Dataset items:
◆ ◆ ◆ ◆ ◆

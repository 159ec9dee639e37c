//! Config-file source discovery.
//!
//! Source order implements the precedence contract:
//! explicit path > local file > global file > built-in defaults.

use std::path::{Path, PathBuf};

use crate::error::ConfigError;

pub(super) const CONFIG_FILE_NAME: &str = "lineweave.toml";
pub(super) const CONFIG_DIR_NAME: &str = "lineweave";

#[derive(Debug, Clone, PartialEq, Eq)]
pub enum ConfigSource {
    /// Config loaded from explicit `--config` path.
    Explicit(PathBuf),
    /// Config loaded from `./lineweave.toml`.
    Local,
    /// Config loaded from `<config root>/lineweave/lineweave.toml`.
    Global(PathBuf),
    /// No file found; built-in defaults were used.
    BuiltInDefaults,
}

/// Read config text from the highest-precedence available source.
///
/// Only an explicit path is required to exist; missing local or global
/// files fall through to the next source.
pub(super) fn read_config_text_with_sources<FRead, FRoot>(
    path_override: Option<&str>,
    read_file: &FRead,
    config_root: &FRoot,
) -> Result<(String, ConfigSource), ConfigError>
where
    FRead: Fn(&Path) -> Result<String, std::io::Error>,
    FRoot: Fn() -> Option<PathBuf>,
{
    if let Some(p) = path_override {
        let path = PathBuf::from(p);
        let text = read_file(&path)?;
        return Ok((text, ConfigSource::Explicit(path)));
    }

    if let Ok(text) = read_file(Path::new(CONFIG_FILE_NAME)) {
        return Ok((text, ConfigSource::Local));
    }

    if let Some(dir) = config_root() {
        let global = dir.join(CONFIG_DIR_NAME).join(CONFIG_FILE_NAME);
        if let Ok(text) = read_file(&global) {
            return Ok((text, ConfigSource::Global(global)));
        }
    }

    Ok((String::new(), ConfigSource::BuiltInDefaults))
}

/// Per-user config root: `$XDG_CONFIG_HOME`, else `~/.config`, else the
/// platform config dir.
pub fn config_root_dir() -> Option<PathBuf> {
    if let Ok(path) = std::env::var("XDG_CONFIG_HOME") {
        let trimmed = path.trim();
        if !trimmed.is_empty() {
            return Some(PathBuf::from(trimmed));
        }
    }
    dirs::home_dir()
        .map(|home| home.join(".config"))
        .or_else(dirs::config_dir)
}
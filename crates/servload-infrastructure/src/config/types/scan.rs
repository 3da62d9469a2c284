//! Package scan configuration types

use crate::constants::{DEFAULT_MANIFEST_FILE, DEFAULT_MODULES_DIR};
use serde::{Deserialize, Serialize};
use std::path::PathBuf;

/// Package graph scan configuration
#[derive(Debug, Clone, PartialEq, Eq, Serialize, Deserialize)]
#[serde(default)]
pub struct ScanConfig {
    /// Manifest file that marks a package directory
    pub manifest_file: String,

    /// Directory under a package holding its installed dependencies
    pub modules_dir: String,

    /// Loader anchor; the current directory when unset
    pub anchor: Option<PathBuf>,
}

impl Default for ScanConfig {
    fn default() -> Self {
        Self {
            manifest_file: DEFAULT_MANIFEST_FILE.to_string(),
            modules_dir: DEFAULT_MODULES_DIR.to_string(),
            anchor: None,
        }
    }
}
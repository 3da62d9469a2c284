//! Loader options and caller identification records

use crate::constants::{CALLER_RESULT_LIMIT, LOADER_MODULE_NAME};
use serde::{Deserialize, Serialize};

/// Options forwarded to the caller identifier
///
/// Also used as the identification request itself once normalized.
#[derive(Debug, Clone, PartialEq, Eq, Serialize, Deserialize)]
#[serde(default, rename_all = "camelCase")]
pub struct CallerIdentificationOptions {
    /// Module names whose frames are never reported as the caller
    pub exclusions: Vec<String>,
    /// Maximum number of callers to report
    pub limit: usize,
}

impl Default for CallerIdentificationOptions {
    fn default() -> Self {
        Self {
            exclusions: Vec::new(),
            limit: CALLER_RESULT_LIMIT,
        }
    }
}

impl CallerIdentificationOptions {
    /// Add an excluded module name
    pub fn with_exclusion<S: Into<String>>(mut self, module: S) -> Self {
        self.exclusions.push(module.into());
        self
    }

    /// Whether frames from `module` are excluded
    pub fn excludes(&self, module: &str) -> bool {
        self.exclusions.iter().any(|excluded| excluded == module)
    }

    /// Canonical form: limit forced to one, the loader's own module merged
    /// into the exclusions, duplicates dropped (first occurrence kept).
    pub fn normalized(&self) -> Self {
        let mut exclusions: Vec<String> = Vec::with_capacity(self.exclusions.len() + 1);
        let requested = self.exclusions.iter().map(String::as_str);
        for module in std::iter::once(LOADER_MODULE_NAME).chain(requested) {
            if !exclusions.iter().any(|existing| existing == module) {
                exclusions.push(module.to_string());
            }
        }
        Self {
            exclusions,
            limit: CALLER_RESULT_LIMIT,
        }
    }
}

/// Loader options
///
/// Only the recognized `callerIdentification` record is retained; unknown
/// keys are dropped when deserializing.
#[derive(Debug, Clone, Default, PartialEq, Eq, Serialize, Deserialize)]
#[serde(default, rename_all = "camelCase")]
pub struct LoaderOptions {
    /// Options forwarded to the caller identifier and the scanner
    pub caller_identification: CallerIdentificationOptions,
}

impl LoaderOptions {
    /// Create default options
    pub fn new() -> Self {
        Self::default()
    }

    /// Set the caller identification options
    pub fn with_caller_identification(mut self, options: CallerIdentificationOptions) -> Self {
        self.caller_identification = options;
        self
    }

    /// Canonical options record
    pub fn normalized(&self) -> Self {
        Self {
            caller_identification: self.caller_identification.normalized(),
        }
    }
}

/// A caller reported by a caller identifier
#[derive(Debug, Clone, PartialEq, Eq, Serialize, Deserialize)]
pub struct CallerInfo {
    /// Module (crate or component) name of the frame
    pub module: String,
    /// Package that owns the module, when known
    pub package_name: Option<String>,
}

impl CallerInfo {
    /// Create a caller record
    pub fn new<S: Into<String>>(module: S, package_name: Option<String>) -> Self {
        Self {
            module: module.into(),
            package_name,
        }
    }
}
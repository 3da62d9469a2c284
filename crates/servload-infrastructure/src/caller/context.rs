//! Explicit caller context
//!
//! Entry points announce themselves by pushing a [`CallFrame`] for the
//! duration of a call:
//!
//! ```ignore
//! let _frame = CallerContext::enter("billing::invoices", "billing");
//! let loader = servload::load("formatter", ())?; // package "billing"
//! ```
//!
//! Frames are per thread and are popped when the guard drops.

use servload_domain::{CallerIdentificationOptions, CallerIdentifier, CallerInfo};
use std::cell::RefCell;
use std::marker::PhantomData;

thread_local! {
    static FRAMES: RefCell<Vec<CallFrame>> = const { RefCell::new(Vec::new()) };
}

/// One entry on the caller stack
#[derive(Debug, Clone, PartialEq, Eq)]
pub struct CallFrame {
    /// Module identifier of the caller
    pub module: String,
    /// Package owning the module
    pub package: Option<String>,
}

impl CallFrame {
    fn into_info(self) -> CallerInfo {
        CallerInfo::new(self.module, self.package)
    }
}

/// Caller identifier reading the current thread's frame stack
#[derive(Debug, Clone, Copy, Default)]
pub struct CallerContext;

impl CallerContext {
    /// Create the identifier
    pub fn new() -> Self {
        Self
    }

    /// Push a frame for `module` owned by `package` until the guard drops
    #[must_use = "the frame is popped as soon as the guard is dropped"]
    pub fn enter<M: Into<String>, P: Into<String>>(module: M, package: P) -> FrameGuard {
        Self::push(CallFrame {
            module: module.into(),
            package: Some(package.into()),
        })
    }

    /// Push a frame whose owning package is unknown
    #[must_use = "the frame is popped as soon as the guard is dropped"]
    pub fn enter_anonymous<M: Into<String>>(module: M) -> FrameGuard {
        Self::push(CallFrame {
            module: module.into(),
            package: None,
        })
    }

    fn push(frame: CallFrame) -> FrameGuard {
        let depth = FRAMES.with(|frames| {
            let mut frames = frames.borrow_mut();
            frames.push(frame);
            frames.len()
        });
        FrameGuard {
            depth,
            _not_send: PhantomData,
        }
    }

    /// Frames on the current thread, innermost first
    pub fn frames() -> Vec<CallFrame> {
        FRAMES.with(|frames| frames.borrow().iter().rev().cloned().collect())
    }
}

impl CallerIdentifier for CallerContext {
    fn identify(&self, request: &CallerIdentificationOptions) -> Vec<CallerInfo> {
        FRAMES.with(|frames| {
            frames
                .borrow()
                .iter()
                .rev()
                .filter(|frame| !request.excludes(&frame.module))
                .take(request.limit)
                .cloned()
                .map(CallFrame::into_info)
                .collect()
        })
    }
}

/// Pops its frame, and any frames pushed after it, on drop
#[derive(Debug)]
pub struct FrameGuard {
    depth: usize,
    _not_send: PhantomData<*const ()>,
}

impl Drop for FrameGuard {
    fn drop(&mut self) {
        FRAMES.with(|frames| frames.borrow_mut().truncate(self.depth - 1));
    }
}
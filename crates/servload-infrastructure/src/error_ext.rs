//! Error extension utilities
//!
//! Context extension methods that turn foreign errors into domain errors.

use servload_domain::error::{Error, Result};
use std::fmt;
use std::path::Path;

/// Extension trait for adding context to errors
///
/// # Example
///
/// ```ignore
/// use servload_infrastructure::error_ext::ErrorContext;
///
/// let content = std::fs::read_to_string(&path)
///     .io_context(format!("Failed to read {}", path.display()))?;
///
/// let document: serde_json::Value = serde_json::from_str(&content)
///     .module_context(&path, "invalid JSON")?;
/// ```
pub trait ErrorContext<T> {
    /// Add lazily built context, converting the error to a scan error
    fn with_context<C, F>(self, f: F) -> Result<T>
    where
        C: fmt::Display + Send + Sync + 'static,
        F: FnOnce() -> C;

    /// Add context for I/O operations
    fn io_context<C>(self, context: C) -> Result<T>
    where
        C: fmt::Display + Send + Sync + 'static,
        Self: Sized;

    /// Add context for configuration operations
    fn config_context<C>(self, context: C) -> Result<T>
    where
        C: fmt::Display + Send + Sync + 'static,
        Self: Sized;

    /// Attribute the failure to the provider module at `path`
    fn module_context<P, C>(self, path: P, context: C) -> Result<T>
    where
        P: AsRef<Path>,
        C: fmt::Display,
        Self: Sized;
}

impl<T, E> ErrorContext<T> for std::result::Result<T, E>
where
    E: std::error::Error + Send + Sync + 'static,
{
    fn with_context<C, F>(self, f: F) -> Result<T>
    where
        C: fmt::Display + Send + Sync + 'static,
        F: FnOnce() -> C,
    {
        self.map_err(|err| Error::scan_with_source(format!("{}: {err}", f()), err))
    }

    fn io_context<C>(self, context: C) -> Result<T>
    where
        C: fmt::Display + Send + Sync + 'static,
        Self: Sized,
    {
        self.map_err(|err| Error::io_with_source(format!("{context}: {err}"), err))
    }

    fn config_context<C>(self, context: C) -> Result<T>
    where
        C: fmt::Display + Send + Sync + 'static,
        Self: Sized,
    {
        self.map_err(|err| Error::configuration_with_source(format!("{context}: {err}"), err))
    }

    fn module_context<P, C>(self, path: P, context: C) -> Result<T>
    where
        P: AsRef<Path>,
        C: fmt::Display,
        Self: Sized,
    {
        self.map_err(|err| Error::module_parse_with_source(path, format!("{context}: {err}"), err))
    }
}
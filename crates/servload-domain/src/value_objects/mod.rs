//! Value Objects
//!
//! Immutable records exchanged between the loader and its collaborators.

/// Service declarations and manifest sections
pub mod declaration;
/// Loader options and caller records
pub mod options;
/// Package descriptors and scan requests
pub mod package;
/// Provider values and resolved sets
pub mod provider;

pub use declaration::{ServiceDeclaration, ServicesSection, normalize_path};
pub use options::{CallerIdentificationOptions, CallerInfo, LoaderOptions};
pub use package::{PackageDescriptor, ScanRequest};
pub use provider::{ModuleExport, ProviderEntry, ProviderInstance, ProviderIter, ProviderSet};
//! Package descriptors produced by a package graph scan

use crate::constants::MANIFEST_NAME_FIELD;
use crate::value_objects::declaration::ServicesSection;
use crate::value_objects::options::CallerIdentificationOptions;
use serde::{Deserialize, Serialize};
use serde_json::Value;
use std::path::{Path, PathBuf};

/// One installed package as reported by a scanner
#[derive(Debug, Clone, PartialEq, Serialize, Deserialize)]
pub struct PackageDescriptor {
    /// Package name
    pub name: String,
    /// Absolute install directory
    pub directory: PathBuf,
    /// Services declared in the package manifest, if any
    #[serde(default, skip_serializing_if = "Option::is_none")]
    pub services: Option<ServicesSection>,
}

impl PackageDescriptor {
    /// Create a descriptor without services
    pub fn new<S: Into<String>, P: Into<PathBuf>>(name: S, directory: P) -> Self {
        Self {
            name: name.into(),
            directory: directory.into(),
            services: None,
        }
    }

    /// Attach a services section
    pub fn with_services(mut self, services: ServicesSection) -> Self {
        self.services = Some(services);
        self
    }

    /// Build a descriptor from a parsed manifest document
    ///
    /// The package name falls back to the directory name when the manifest
    /// carries no string `name`.
    pub fn from_manifest<P: AsRef<Path>>(directory: P, manifest: &Value) -> Self {
        let directory = directory.as_ref().to_path_buf();
        let name = manifest
            .get(MANIFEST_NAME_FIELD)
            .and_then(Value::as_str)
            .filter(|name| !name.is_empty())
            .map_or_else(|| directory_name(&directory), str::to_string);

        Self {
            name,
            services: ServicesSection::from_manifest(manifest),
            directory,
        }
    }
}

fn directory_name(directory: &Path) -> String {
    directory
        .file_name()
        .map(|name| name.to_string_lossy().into_owned())
        .unwrap_or_default()
}

/// Input to a package graph scan
#[derive(Debug, Clone, PartialEq, Eq)]
pub struct ScanRequest {
    /// Include packages enclosing the anchor package
    pub include_ancestors: bool,
    /// Caller identification options forwarded by the loader
    pub caller_identification: CallerIdentificationOptions,
    /// Location the scan is rooted at
    pub anchor: PathBuf,
}

impl ScanRequest {
    /// Create a request rooted at `anchor` that includes ancestors
    pub fn new<P: Into<PathBuf>>(anchor: P) -> Self {
        Self {
            include_ancestors: true,
            caller_identification: CallerIdentificationOptions::default(),
            anchor: anchor.into(),
        }
    }

    /// Set whether ancestors are included
    pub fn with_ancestors(mut self, include_ancestors: bool) -> Self {
        self.include_ancestors = include_ancestors;
        self
    }

    /// Set the forwarded caller identification options
    pub fn with_caller_identification(mut self, options: CallerIdentificationOptions) -> Self {
        self.caller_identification = options;
        self
    }
}
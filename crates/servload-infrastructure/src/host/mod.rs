//! Module hosts backed by the filesystem

pub mod file;

pub use file::FileModuleHost;
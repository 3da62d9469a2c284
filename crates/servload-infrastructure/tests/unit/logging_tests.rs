//! Logging Tests

use servload_infrastructure::constants::DEFAULT_LOG_LEVEL;
use servload_infrastructure::logging::{LoggingConfig, parse_log_level};
use tracing::Level;

#[test]
fn test_parse_log_level() {
    assert_eq!(parse_log_level("trace").unwrap(), Level::TRACE);
    assert_eq!(parse_log_level("debug").unwrap(), Level::DEBUG);
    assert_eq!(parse_log_level("INFO").unwrap(), Level::INFO);
    assert_eq!(parse_log_level("warn").unwrap(), Level::WARN);
    assert_eq!(parse_log_level("warning").unwrap(), Level::WARN);
    assert_eq!(parse_log_level("error").unwrap(), Level::ERROR);

    assert!(parse_log_level("invalid").is_err());
}

#[test]
fn test_logging_config_default() {
    let config = LoggingConfig::default();
    assert_eq!(config.level, DEFAULT_LOG_LEVEL);
    assert!(!config.json_format);
    assert!(config.file_output.is_none());
}
//! # servload domain
//!
//! Types and port traits shared by every servload layer.
//!
//! - `error` - the workspace error type
//! - `value_objects` - declarations, package descriptors, provider values
//! - `ports` - contracts for scanning packages, identifying callers and
//!   loading provider modules

pub mod constants;
pub mod error;
pub mod ports;
pub mod value_objects;

pub use error::{Error, Result};
pub use ports::caller::{FixedCaller, NoCaller};
pub use ports::scanner::StaticPackageGraph;
pub use ports::{CallerIdentifier, ModuleHost, PackageGraphScanner, ProviderConstructor};
pub use value_objects::*;
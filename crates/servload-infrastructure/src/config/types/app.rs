//! Application configuration root

use super::logging::LoggingConfig;
use super::scan::ScanConfig;
use serde::{Deserialize, Serialize};
use servload_domain::CallerIdentificationOptions;

/// Root configuration
#[derive(Debug, Clone, Default, PartialEq, Eq, Serialize, Deserialize)]
#[serde(default)]
pub struct AppConfig {
    /// Logging settings
    pub logging: LoggingConfig,

    /// Package scan settings
    pub scan: ScanConfig,

    /// Default caller identification options for loaders
    pub caller_identification: CallerIdentificationOptions,
}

◆ ◆ ◆ ◆ ◆

> _TASK DESCRIPTION_: Search the records for the word "loaded" and copy every line where it occurs.

> _RESULT OF THE TASK_:
    /// Config loaded from explicit `--config` path.
    /// Config loaded from `./lineweave.toml`.
    /// Config loaded from `<config root>/lineweave/lineweave.toml`.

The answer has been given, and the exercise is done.